> DATASET RECORDS

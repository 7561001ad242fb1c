//! RepoLens - Repository Analysis & Architectural Insight Service
//!
//! Accepts a public repository locator, obtains a shallow local copy,
//! runs lightweight structural analysis, assembles a canonical
//! intermediate representation, and enriches it into a human-readable
//! summary, an architecture diagram, and improvement recommendations.
//!
//! ## Pipeline
//!
//! retrieval → stack / structure / dependencies / risks → IR →
//! enrichment (rule-based, optionally LLM-backed) → response
//!
//! ## Quick Start
//!
//! ```ignore
//! use repolens::config::Config;
//! use repolens::pipeline::AnalysisPipeline;
//!
//! let pipeline = AnalysisPipeline::new(Config::default());
//! let response = pipeline.analyze("https://github.com/acme/widgets").await?;
//! println!("{}", response.visualization.mermaid);
//! ```
//!
//! ## Modules
//!
//! - [`ingest`]: locator validation, shallow clone, scoped workspace
//! - [`analyzer`]: the deterministic analysis stages
//! - [`ir`]: intermediate-representation assembly
//! - [`enrich`]: rule-based and LLM-backed enrichment
//! - [`ai`]: provider abstraction, prompts, response validation
//! - [`server`]: axum HTTP surface
//! - [`config`]: layered configuration

pub mod ai;
pub mod analyzer;
pub mod cli;
pub mod config;
pub mod constants;
pub mod enrich;
pub mod ingest;
pub mod ir;
pub mod pipeline;
pub mod server;
pub mod types;

// =============================================================================
// Core Re-exports
// =============================================================================

// Configuration
pub use config::{Config, ConfigLoader};

// Error Types
pub use types::error::{RepoLensError, Result, RetrievalError};

// Pipeline
pub use pipeline::AnalysisPipeline;

// Data Model
pub use types::{AnalysisIr, AnalysisResponse, Recommendation, RiskInfo, StructureType};

// =============================================================================
// AI Re-exports
// =============================================================================

pub use ai::{LlmProvider, LlmResponse, ProviderChain, ProviderConfig, SharedProvider};
//! Shallow Repository Retrieval
//!
//! Obtains a local copy of the target repository. Remote locators are
//! fetched with a shallow, no-history git clone into the run workspace;
//! local locators are used as-is.

use std::path::{Path, PathBuf};
use std::time::Duration;
use tokio::process::Command;
use tracing::{debug, info};

use super::locator::RepoLocator;
use crate::config::RetrievalConfig;
use crate::types::{RepoLensError, Result, RetrievalError};

/// Read-only root of a fetched or supplied repository copy.
///
/// The backing directory is owned by the run's [`super::Workspace`] (or
/// by the caller, for local locators); the handle never deletes it.
#[derive(Debug, Clone)]
pub struct RepoHandle {
    root: PathBuf,
}

impl RepoHandle {
    pub fn new(root: impl Into<PathBuf>) -> Self {
        Self { root: root.into() }
    }

    pub fn root(&self) -> &Path {
        &self.root
    }
}

/// Retrieve the repository named by `locator` into `workspace`.
///
/// Local locators bypass fetching entirely. Any git failure maps to
/// [`RetrievalError::CloneFailed`]; a clone that leaves no content
/// behind maps to [`RetrievalError::EmptyClone`].
pub async fn retrieve(
    locator: &RepoLocator,
    config: &RetrievalConfig,
    workspace: &Path,
) -> Result<RepoHandle> {
    match locator {
        RepoLocator::Local(path) => {
            info!(path = %path.display(), "analyzing local repository copy");
            Ok(RepoHandle::new(path.clone()))
        }
        RepoLocator::Remote { url, .. } => {
            let clone_path = workspace.join(locator.repository_name());

            info!(url = %url, "shallow cloning repository");

            let output = tokio::time::timeout(
                Duration::from_secs(config.clone_timeout_secs),
                Command::new(&config.git_binary)
                    .arg("clone")
                    .arg("--depth=1")
                    .arg("--no-tags")
                    .arg(url.as_str())
                    .arg(&clone_path)
                    .output(),
            )
            .await
            .map_err(|_| {
                RepoLensError::from(RetrievalError::CloneFailed(format!(
                    "clone timed out after {}s",
                    config.clone_timeout_secs
                )))
            })??;

            if !output.status.success() {
                let stderr = String::from_utf8_lossy(&output.stderr);
                return Err(RetrievalError::CloneFailed(summarize_git_error(&stderr)).into());
            }

            if !has_content(&clone_path) {
                return Err(RetrievalError::EmptyClone.into());
            }

            debug!(path = %clone_path.display(), "clone complete");
            Ok(RepoHandle::new(clone_path))
        }
    }
}

/// True when the clone directory exists and contains at least one entry.
fn has_content(path: &Path) -> bool {
    std::fs::read_dir(path)
        .map(|mut entries| entries.next().is_some())
        .unwrap_or(false)
}

/// Keep the last meaningful git stderr line; full output can contain
/// credentials prompts and progress noise.
fn summarize_git_error(stderr: &str) -> String {
    stderr
        .lines()
        .rev()
        .find(|line| !line.trim().is_empty())
        .unwrap_or("git exited with a non-zero status")
        .trim()
        .to_string()
}

#[cfg(test)]
mod tests {
    use super::*;

    #[tokio::test]
    async fn test_local_locator_bypasses_fetch() {
        let temp = tempfile::TempDir::new().unwrap();
        let locator = RepoLocator::Local(temp.path().to_path_buf());
        let config = RetrievalConfig::default();
        let workspace = tempfile::TempDir::new().unwrap();

        let handle = retrieve(&locator, &config, workspace.path()).await.unwrap();
        assert_eq!(handle.root(), temp.path());

        // Nothing landed in the workspace
        assert_eq!(std::fs::read_dir(workspace.path()).unwrap().count(), 0);
    }

    #[tokio::test]
    async fn test_missing_git_binary_is_retrieval_error() {
        let locator = RepoLocator::parse("https://github.com/acme/widgets").unwrap();
        let config = RetrievalConfig {
            git_binary: "definitely-not-a-real-git".to_string(),
            ..RetrievalConfig::default()
        };
        let workspace = tempfile::TempDir::new().unwrap();

        let err = retrieve(&locator, &config, workspace.path())
            .await
            .unwrap_err();
        assert!(err.is_client_error() || matches!(err, RepoLensError::Io(_)));
    }

    #[test]
    fn test_summarize_git_error_takes_last_line() {
        let stderr = "Cloning into 'x'...\nfatal: repository not found\n";
        assert_eq!(summarize_git_error(stderr), "fatal: repository not found");
    }

    #[test]
    fn test_has_content() {
        let temp = tempfile::TempDir::new().unwrap();
        assert!(!has_content(temp.path()));

        std::fs::write(temp.path().join("f"), b"x").unwrap();
        assert!(has_content(temp.path()));

        assert!(!has_content(Path::new("/nonexistent/path/xyz")));
    }
}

> WHAT TO DO
Give back the material in full, word for word.

> RESPONSE TO THE EXERCISE
repository 7561001ad242fb1c
//! RepoLens - Repository Analysis & Architectural Insight Service
//!
//! Accepts a public repository locator, obtains a shallow local copy,
//! runs lightweight structural analysis, assembles a canonical
//! intermediate representation, and enriches it into a human-readable
//! summary, an architecture diagram, and improvement recommendations.
//!
//! ## Pipeline
//!
//! retrieval → stack / structure / dependencies / risks → IR →
//! enrichment (rule-based, optionally LLM-backed) → response
//!
//! ## Quick Start
//!
//! ```ignore
//! use repolens::config::Config;
//! use repolens::pipeline::AnalysisPipeline;
//!
//! let pipeline = AnalysisPipeline::new(Config::default());
//! let response = pipeline.analyze("https://github.com/acme/widgets").await?;
//! println!("{}", response.visualization.mermaid);
//! ```
//!
//! ## Modules
//!
//! - [`ingest`]: locator validation, shallow clone, scoped workspace
//! - [`analyzer`]: the deterministic analysis stages
//! - [`ir`]: intermediate-representation assembly
//! - [`enrich`]: rule-based and LLM-backed enrichment
//! - [`ai`]: provider abstraction, prompts, response validation
//! - [`server`]: axum HTTP surface
//! - [`config`]: layered configuration

pub mod ai;
pub mod analyzer;
pub mod cli;
pub mod config;
pub mod constants;
pub mod enrich;
pub mod ingest;
pub mod ir;
pub mod pipeline;
pub mod server;
pub mod types;

// =============================================================================
// Core Re-exports
// =============================================================================

// Configuration
pub use config::{Config, ConfigLoader};

// Error Types
pub use types::error::{RepoLensError, Result, RetrievalError};

// Pipeline
pub use pipeline::AnalysisPipeline;

// Data Model
pub use types::{AnalysisIr, AnalysisResponse, Recommendation, RiskInfo, StructureType};

// =============================================================================
// AI Re-exports
// =============================================================================

pub use ai::{LlmProvider, LlmResponse, ProviderChain, ProviderConfig, SharedProvider};
//! Shallow Repository Retrieval
//!
//! Obtains a local copy of the target repository. Remote locators are
//! fetched with a shallow, no-history git clone into the run workspace;
//! local locators are used as-is.

use std::path::{Path, PathBuf};
use std::time::Duration;
use tokio::process::Command;
use tracing::{debug, info};

use super::locator::RepoLocator;
use crate::config::RetrievalConfig;
use crate::types::{RepoLensError, Result, RetrievalError};

/// Read-only root of a fetched or supplied repository copy.
///
/// The backing directory is owned by the run's [`super::Workspace`] (or
/// by the caller, for local locators); the handle never deletes it.
#[derive(Debug, Clone)]
pub struct RepoHandle {
    root: PathBuf,
}

impl RepoHandle {
    pub fn new(root: impl Into<PathBuf>) -> Self {
        Self { root: root.into() }
    }

    pub fn root(&self) -> &Path {
        &self.root
    }
}

/// Retrieve the repository named by `locator` into `workspace`.
///
/// Local locators bypass fetching entirely. Any git failure maps to
/// [`RetrievalError::CloneFailed`]; a clone that leaves no content
/// behind maps to [`RetrievalError::EmptyClone`].
pub async fn retrieve(
    locator: &RepoLocator,
    config: &RetrievalConfig,
    workspace: &Path,
) -> Result<RepoHandle> {
    match locator {
        RepoLocator::Local(path) => {
            info!(path = %path.display(), "analyzing local repository copy");
            Ok(RepoHandle::new(path.clone()))
        }
        RepoLocator::Remote { url, .. } => {
            let clone_path = workspace.join(locator.repository_name());

            info!(url = %url, "shallow cloning repository");

            let output = tokio::time::timeout(
                Duration::from_secs(config.clone_timeout_secs),
                Command::new(&config.git_binary)
                    .arg("clone")
                    .arg("--depth=1")
                    .arg("--no-tags")
                    .arg(url.as_str())
                    .arg(&clone_path)
                    .output(),
            )
            .await
            .map_err(|_| {
                RepoLensError::from(RetrievalError::CloneFailed(format!(
                    "clone timed out after {}s",
                    config.clone_timeout_secs
                )))
            })??;

            if !output.status.success() {
                let stderr = String::from_utf8_lossy(&output.stderr);
                return Err(RetrievalError::CloneFailed(summarize_git_error(&stderr)).into());
            }

            if !has_content(&clone_path) {
                return Err(RetrievalError::EmptyClone.into());
            }

            debug!(path = %clone_path.display(), "clone complete");
            Ok(RepoHandle::new(clone_path))
        }
    }
}

/// True when the clone directory exists and contains at least one entry.
fn has_content(path: &Path) -> bool {
    std::fs::read_dir(path)
        .map(|mut entries| entries.next().is_some())
        .unwrap_or(false)
}

/// Keep the last meaningful git stderr line; full output can contain
/// credentials prompts and progress noise.
fn summarize_git_error(stderr: &str) -> String {
    stderr
        .lines()
        .rev()
        .find(|line| !line.trim().is_empty())
        .unwrap_or("git exited with a non-zero status")
        .trim()
        .to_string()
}

#[cfg(test)]
mod tests {
    use super::*;

    #[tokio::test]
    async fn test_local_locator_bypasses_fetch() {
        let temp = tempfile::TempDir::new().unwrap();
        let locator = RepoLocator::Local(temp.path().to_path_buf());
        let config = RetrievalConfig::default();
        let workspace = tempfile::TempDir::new().unwrap();

        let handle = retrieve(&locator, &config, workspace.path()).await.unwrap();
        assert_eq!(handle.root(), temp.path());

        // Nothing landed in the workspace
        assert_eq!(std::fs::read_dir(workspace.path()).unwrap().count(), 0);
    }

    #[tokio::test]
    async fn test_missing_git_binary_is_retrieval_error() {
        let locator = RepoLocator::parse("https://github.com/acme/widgets").unwrap();
        let config = RetrievalConfig {
            git_binary: "definitely-not-a-real-git".to_string(),
            ..RetrievalConfig::default()
        };
        let workspace = tempfile::TempDir::new().unwrap();

        let err = retrieve(&locator, &config, workspace.path())
            .await
            .unwrap_err();
        assert!(err.is_client_error() || matches!(err, RepoLensError::Io(_)));
    }

    #[test]
    fn test_summarize_git_error_takes_last_line() {
        let stderr = "Cloning into 'x'...\nfatal: repository not found\n";
        assert_eq!(summarize_git_error(stderr), "fatal: repository not found");
    }

    #[test]
    fn test_has_content() {
        let temp = tempfile::TempDir::new().unwrap();
        assert!(!has_content(temp.path()));

        std::fs::write(temp.path().join("f"), b"x").unwrap();
        assert!(has_content(temp.path()));

        assert!(!has_content(Path::new("/nonexistent/path/xyz")));
    }
}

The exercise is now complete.